▶ _TASK DIRECTIONS_:
Every record shown here must be duplicated without change.

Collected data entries
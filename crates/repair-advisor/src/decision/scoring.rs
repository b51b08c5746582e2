use super::config::{EngineConfig, UtilityWeights};
use super::domain::{DecisionOption, FeasibilityStatus, Recommendation};
use super::rules::{Candidate, Feasibility};

/// Per-signal contributions, kept for debug logging.
#[derive(Debug, Clone, Copy, PartialEq)]
pub(crate) struct UtilityBreakdown {
    pub money: f64,
    pub impact: f64,
    pub time: f64,
    pub penalty: f64,
    pub bias: f64,
    pub total: f64,
}

pub(crate) fn score_candidates(
    candidates: &[Candidate],
    feasibility: &[Feasibility],
    new_price: f64,
    weights: UtilityWeights,
    config: &EngineConfig,
) -> Vec<UtilityBreakdown> {
    let max_expected_time = candidates
        .iter()
        .map(|candidate| candidate.expected_time_days)
        .fold(0.0_f64, f64::max);
    let marginal_swap = is_marginal_swap(candidates, config.switching_threshold);

    candidates
        .iter()
        .zip(feasibility)
        .map(|(candidate, feasibility)| {
            let money = money_score(candidate, new_price);
            let impact = candidate.impact_score / 100.0;
            let time = if max_expected_time > 0.0 {
                (1.0 - candidate.expected_time_days / max_expected_time).clamp(0.0, 1.0)
            } else {
                1.0
            };

            let mut penalty = match feasibility.status {
                FeasibilityStatus::Ok => 0.0,
                FeasibilityStatus::BothShort => config.both_short_penalty,
                FeasibilityStatus::BudgetShort | FeasibilityStatus::TimeShort => {
                    config.single_short_penalty
                }
            };
            if marginal_swap && candidate.kind == Recommendation::BuyUsed {
                penalty += config.switching_penalty;
            }
            let bias = config.policy_bias.for_kind(candidate.kind);

            let raw = weights.money * money + weights.impact * impact + weights.time * time
                - penalty
                + bias;
            let total = if raw.is_nan() { 0.0 } else { raw.clamp(0.0, 1.0) };

            UtilityBreakdown {
                money,
                impact,
                time,
                penalty,
                bias,
                total,
            }
        })
        .collect()
}

fn money_score(candidate: &Candidate, new_price: f64) -> f64 {
    if new_price <= 0.0 {
        return 0.0;
    }
    ((new_price - candidate.expected_cost.median()) / new_price).clamp(0.0, 1.0)
}

/// True when repair costs about the same as buying used, in expectation.
fn is_marginal_swap(candidates: &[Candidate], threshold: f64) -> bool {
    let median_of = |kind: Recommendation| {
        candidates
            .iter()
            .find(|candidate| candidate.kind == kind)
            .map(|candidate| candidate.expected_cost.median())
    };

    match (
        median_of(Recommendation::Repair),
        median_of(Recommendation::BuyUsed),
    ) {
        (Some(repair), Some(used)) => (repair - used).abs() <= threshold * used,
        _ => false,
    }
}

/// Stable descending sort; ties keep construction order.
pub(crate) fn rank(options: &mut [DecisionOption]) {
    options.sort_by(|a, b| b.utility.total_cmp(&a.utility));
}
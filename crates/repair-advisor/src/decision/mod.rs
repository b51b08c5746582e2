//! Disposition decision engine: repair, buy used, donate or recycle.
//!
//! Evaluation is a pure function of the input, the reference table and the
//! engine configuration, so one engine can be shared across threads freely.

pub mod batch;
mod carbon;
pub mod config;
pub mod domain;
mod policy;
pub mod reference;
mod rules;
mod scoring;

#[cfg(test)]
mod tests;

pub use batch::{evaluate_csv, BatchError, BatchRow};
pub use carbon::CarbonProfile;
pub use config::{EngineConfig, EngineConfigError, PolicyBias, PriorityWeights, UtilityWeights};
pub use domain::{
    ConfidenceLevel, CostRange, DecisionInput, DecisionOption, DecisionOutput, DecisionStatus,
    FeasibilityStatus, ItemType, ParseTagError, PlanB, Priority, ProblemType, ReasonKey,
    Recommendation,
};
pub use reference::{MatchLevel, ReferenceEntry, ReferenceMatch, ReferenceTable};

use policy::{assemble_output, confidence_score, no_data_output, overall_status, ConfidenceSignals};
use std::borrow::Cow;
use tracing::{debug, info, warn};

/// Evaluates with the standard reference table and default tuning.
pub fn evaluate(input: &DecisionInput) -> DecisionOutput {
    DecisionEngine::default().evaluate(input)
}

/// Stateless evaluator bound to a reference table and tuning constants.
#[derive(Debug, Clone)]
pub struct DecisionEngine {
    table: Cow<'static, ReferenceTable>,
    config: EngineConfig,
}

impl Default for DecisionEngine {
    fn default() -> Self {
        Self::new(EngineConfig::default())
    }
}

impl DecisionEngine {
    pub fn new(config: EngineConfig) -> Self {
        Self {
            table: Cow::Borrowed(ReferenceTable::standard()),
            config,
        }
    }

    pub fn with_table(table: ReferenceTable, config: EngineConfig) -> Self {
        Self {
            table: Cow::Owned(table),
            config,
        }
    }

    pub fn config(&self) -> &EngineConfig {
        &self.config
    }

    pub fn table(&self) -> &ReferenceTable {
        &self.table
    }

    pub fn evaluate(&self, input: &DecisionInput) -> DecisionOutput {
        let Some(found) = self.table.lookup(input.item_type, input.problem_type) else {
            warn!(
                item = input.item_type.as_str(),
                problem = input.problem_type.as_str(),
                "no reference data; returning low-confidence default"
            );
            return no_data_output(input);
        };

        let entry = found.entry;
        debug!(
            item = input.item_type.as_str(),
            problem = input.problem_type.as_str(),
            level = ?found.level,
            risk = entry.risk,
            "resolved reference entry"
        );

        let config = &self.config;
        let budget = input.sanitized_budget();
        let time = input.sanitized_time();
        let repairability = input.sanitized_repairability();

        let success = rules::success_probability(&config.success, entry.risk, repairability);
        let carbon = CarbonProfile::for_item(input.item_type);
        let candidates = rules::build_candidates(&entry, &carbon, success, config);
        let feasibility: Vec<_> = candidates
            .iter()
            .map(|candidate| rules::assess_feasibility(candidate, budget, time))
            .collect();

        let weights = config.weights.for_priority(input.priority);
        let utilities =
            scoring::score_candidates(&candidates, &feasibility, entry.new_price, weights, config);

        let mut options: Vec<DecisionOption> = candidates
            .iter()
            .zip(&feasibility)
            .zip(&utilities)
            .map(|((candidate, feasibility), utility)| {
                debug!(
                    kind = candidate.kind.as_str(),
                    money = utility.money,
                    impact = utility.impact,
                    time = utility.time,
                    penalty = utility.penalty,
                    bias = utility.bias,
                    utility = utility.total,
                    "scored option"
                );
                DecisionOption {
                    kind: candidate.kind,
                    cost: candidate.cost,
                    time_days: candidate.time_days,
                    savings: candidate.savings,
                    impact_score: candidate.impact_score,
                    co2e_saved_kg: candidate.co2e_saved_kg,
                    feasible: feasibility.status == FeasibilityStatus::Ok,
                    feasibility_status: feasibility.status,
                    budget_shortfall_nok: feasibility.budget_shortfall_nok,
                    time_shortfall_days: feasibility.time_shortfall_days,
                    success_probability: candidate.success_probability,
                    expected_cost: candidate.expected_cost,
                    expected_time_days: candidate.expected_time_days,
                    reasons: rules::tag_reasons(candidate, &entry, input, config),
                    utility: utility.total,
                }
            })
            .collect();

        scoring::rank(&mut options);

        let status = overall_status(&options);
        let utility_gap = match options.as_slice() {
            [first, second, ..] => Some(first.utility - second.utility),
            _ => None,
        };
        let score = confidence_score(
            &config.confidence,
            &ConfidenceSignals {
                match_level: found.level,
                risk: entry.risk,
                high_risk_threshold: config.high_risk_threshold,
                repair_success: Some(success),
                repairability,
                utility_gap,
                status,
            },
        );

        let output = assemble_output(options, status, score);
        info!(
            item = input.item_type.as_str(),
            problem = input.problem_type.as_str(),
            recommendation = output.recommendation.as_str(),
            status = output.status.as_str(),
            confidence = output.confidence.as_str(),
            "decision evaluated"
        );
        output
    }
}
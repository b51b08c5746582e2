mod common;
mod tuning;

▶ _EXPECTED ANSWER_:
filename crates/repair-advisor/src/decision/scoring.rs
repository b51b08c5746582e2
use super::config::{EngineConfig, UtilityWeights};
use super::domain::{DecisionOption, FeasibilityStatus, Recommendation};
use super::rules::{Candidate, Feasibility};

/// Per-signal contributions, kept for debug logging.
#[derive(Debug, Clone, Copy, PartialEq)]
pub(crate) struct UtilityBreakdown {
    pub money: f64,
    pub impact: f64,
    pub time: f64,
    pub penalty: f64,
    pub bias: f64,
    pub total: f64,
}

pub(crate) fn score_candidates(
    candidates: &[Candidate],
    feasibility: &[Feasibility],
    new_price: f64,
    weights: UtilityWeights,
    config: &EngineConfig,
) -> Vec<UtilityBreakdown> {
    let max_expected_time = candidates
        .iter()
        .map(|candidate| candidate.expected_time_days)
        .fold(0.0_f64, f64::max);
    let marginal_swap = is_marginal_swap(candidates, config.switching_threshold);

    candidates
        .iter()
        .zip(feasibility)
        .map(|(candidate, feasibility)| {
            let money = money_score(candidate, new_price);
            let impact = candidate.impact_score / 100.0;
            let time = if max_expected_time > 0.0 {
                (1.0 - candidate.expected_time_days / max_expected_time).clamp(0.0, 1.0)
            } else {
                1.0
            };

            let mut penalty = match feasibility.status {
                FeasibilityStatus::Ok => 0.0,
                FeasibilityStatus::BothShort => config.both_short_penalty,
                FeasibilityStatus::BudgetShort | FeasibilityStatus::TimeShort => {
                    config.single_short_penalty
                }
            };
            if marginal_swap && candidate.kind == Recommendation::BuyUsed {
                penalty += config.switching_penalty;
            }
            let bias = config.policy_bias.for_kind(candidate.kind);

            let raw = weights.money * money + weights.impact * impact + weights.time * time
                - penalty
                + bias;
            let total = if raw.is_nan() { 0.0 } else { raw.clamp(0.0, 1.0) };

            UtilityBreakdown {
                money,
                impact,
                time,
                penalty,
                bias,
                total,
            }
        })
        .collect()
}

fn money_score(candidate: &Candidate, new_price: f64) -> f64 {
    if new_price <= 0.0 {
        return 0.0;
    }
    ((new_price - candidate.expected_cost.median()) / new_price).clamp(0.0, 1.0)
}

/// True when repair costs about the same as buying used, in expectation.
fn is_marginal_swap(candidates: &[Candidate], threshold: f64) -> bool {
    let median_of = |kind: Recommendation| {
        candidates
            .iter()
            .find(|candidate| candidate.kind == kind)
            .map(|candidate| candidate.expected_cost.median())
    };

    match (
        median_of(Recommendation::Repair),
        median_of(Recommendation::BuyUsed),
    ) {
        (Some(repair), Some(used)) => (repair - used).abs() <= threshold * used,
        _ => false,
    }
}

/// Stable descending sort; ties keep construction order.
pub(crate) fn rank(options: &mut [DecisionOption]) {
    options.sort_by(|a, b| b.utility.total_cmp(&a.utility));
}
filename crates/repair-advisor/src/decision/mod.rs
repository b51b08c5746582e2
//! Disposition decision engine: repair, buy used, donate or recycle.
//!
//! Evaluation is a pure function of the input, the reference table and the
//! engine configuration, so one engine can be shared across threads freely.

pub mod batch;
mod carbon;
pub mod config;
pub mod domain;
mod policy;
pub mod reference;
mod rules;
mod scoring;

#[cfg(test)]
mod tests;

pub use batch::{evaluate_csv, BatchError, BatchRow};
pub use carbon::CarbonProfile;
pub use config::{EngineConfig, EngineConfigError, PolicyBias, PriorityWeights, UtilityWeights};
pub use domain::{
    ConfidenceLevel, CostRange, DecisionInput, DecisionOption, DecisionOutput, DecisionStatus,
    FeasibilityStatus, ItemType, ParseTagError, PlanB, Priority, ProblemType, ReasonKey,
    Recommendation,
};
pub use reference::{MatchLevel, ReferenceEntry, ReferenceMatch, ReferenceTable};

use policy::{assemble_output, confidence_score, no_data_output, overall_status, ConfidenceSignals};
use std::borrow::Cow;
use tracing::{debug, info, warn};

/// Evaluates with the standard reference table and default tuning.
pub fn evaluate(input: &DecisionInput) -> DecisionOutput {
    DecisionEngine::default().evaluate(input)
}

/// Stateless evaluator bound to a reference table and tuning constants.
#[derive(Debug, Clone)]
pub struct DecisionEngine {
    table: Cow<'static, ReferenceTable>,
    config: EngineConfig,
}

impl Default for DecisionEngine {
    fn default() -> Self {
        Self::new(EngineConfig::default())
    }
}

impl DecisionEngine {
    pub fn new(config: EngineConfig) -> Self {
        Self {
            table: Cow::Borrowed(ReferenceTable::standard()),
            config,
        }
    }

    pub fn with_table(table: ReferenceTable, config: EngineConfig) -> Self {
        Self {
            table: Cow::Owned(table),
            config,
        }
    }

    pub fn config(&self) -> &EngineConfig {
        &self.config
    }

    pub fn table(&self) -> &ReferenceTable {
        &self.table
    }

    pub fn evaluate(&self, input: &DecisionInput) -> DecisionOutput {
        let Some(found) = self.table.lookup(input.item_type, input.problem_type) else {
            warn!(
                item = input.item_type.as_str(),
                problem = input.problem_type.as_str(),
                "no reference data; returning low-confidence default"
            );
            return no_data_output(input);
        };

        let entry = found.entry;
        debug!(
            item = input.item_type.as_str(),
            problem = input.problem_type.as_str(),
            level = ?found.level,
            risk = entry.risk,
            "resolved reference entry"
        );

        let config = &self.config;
        let budget = input.sanitized_budget();
        let time = input.sanitized_time();
        let repairability = input.sanitized_repairability();

        let success = rules::success_probability(&config.success, entry.risk, repairability);
        let carbon = CarbonProfile::for_item(input.item_type);
        let candidates = rules::build_candidates(&entry, &carbon, success, config);
        let feasibility: Vec<_> = candidates
            .iter()
            .map(|candidate| rules::assess_feasibility(candidate, budget, time))
            .collect();

        let weights = config.weights.for_priority(input.priority);
        let utilities =
            scoring::score_candidates(&candidates, &feasibility, entry.new_price, weights, config);

        let mut options: Vec<DecisionOption> = candidates
            .iter()
            .zip(&feasibility)
            .zip(&utilities)
            .map(|((candidate, feasibility), utility)| {
                debug!(
                    kind = candidate.kind.as_str(),
                    money = utility.money,
                    impact = utility.impact,
                    time = utility.time,
                    penalty = utility.penalty,
                    bias = utility.bias,
                    utility = utility.total,
                    "scored option"
                );
                DecisionOption {
                    kind: candidate.kind,
                    cost: candidate.cost,
                    time_days: candidate.time_days,
                    savings: candidate.savings,
                    impact_score: candidate.impact_score,
                    co2e_saved_kg: candidate.co2e_saved_kg,
                    feasible: feasibility.status == FeasibilityStatus::Ok,
                    feasibility_status: feasibility.status,
                    budget_shortfall_nok: feasibility.budget_shortfall_nok,
                    time_shortfall_days: feasibility.time_shortfall_days,
                    success_probability: candidate.success_probability,
                    expected_cost: candidate.expected_cost,
                    expected_time_days: candidate.expected_time_days,
                    reasons: rules::tag_reasons(candidate, &entry, input, config),
                    utility: utility.total,
                }
            })
            .collect();

        scoring::rank(&mut options);

        let status = overall_status(&options);
        let utility_gap = match options.as_slice() {
            [first, second, ..] => Some(first.utility - second.utility),
            _ => None,
        };
        let score = confidence_score(
            &config.confidence,
            &ConfidenceSignals {
                match_level: found.level,
                risk: entry.risk,
                high_risk_threshold: config.high_risk_threshold,
                repair_success: Some(success),
                repairability,
                utility_gap,
                status,
            },
        );

        let output = assemble_output(options, status, score);
        info!(
            item = input.item_type.as_str(),
            problem = input.problem_type.as_str(),
            recommendation = output.recommendation.as_str(),
            status = output.status.as_str(),
            confidence = output.confidence.as_str(),
            "decision evaluated"
        );
        output
    }
}
repository b51b08c5746582e2
mod common;
mod tuning;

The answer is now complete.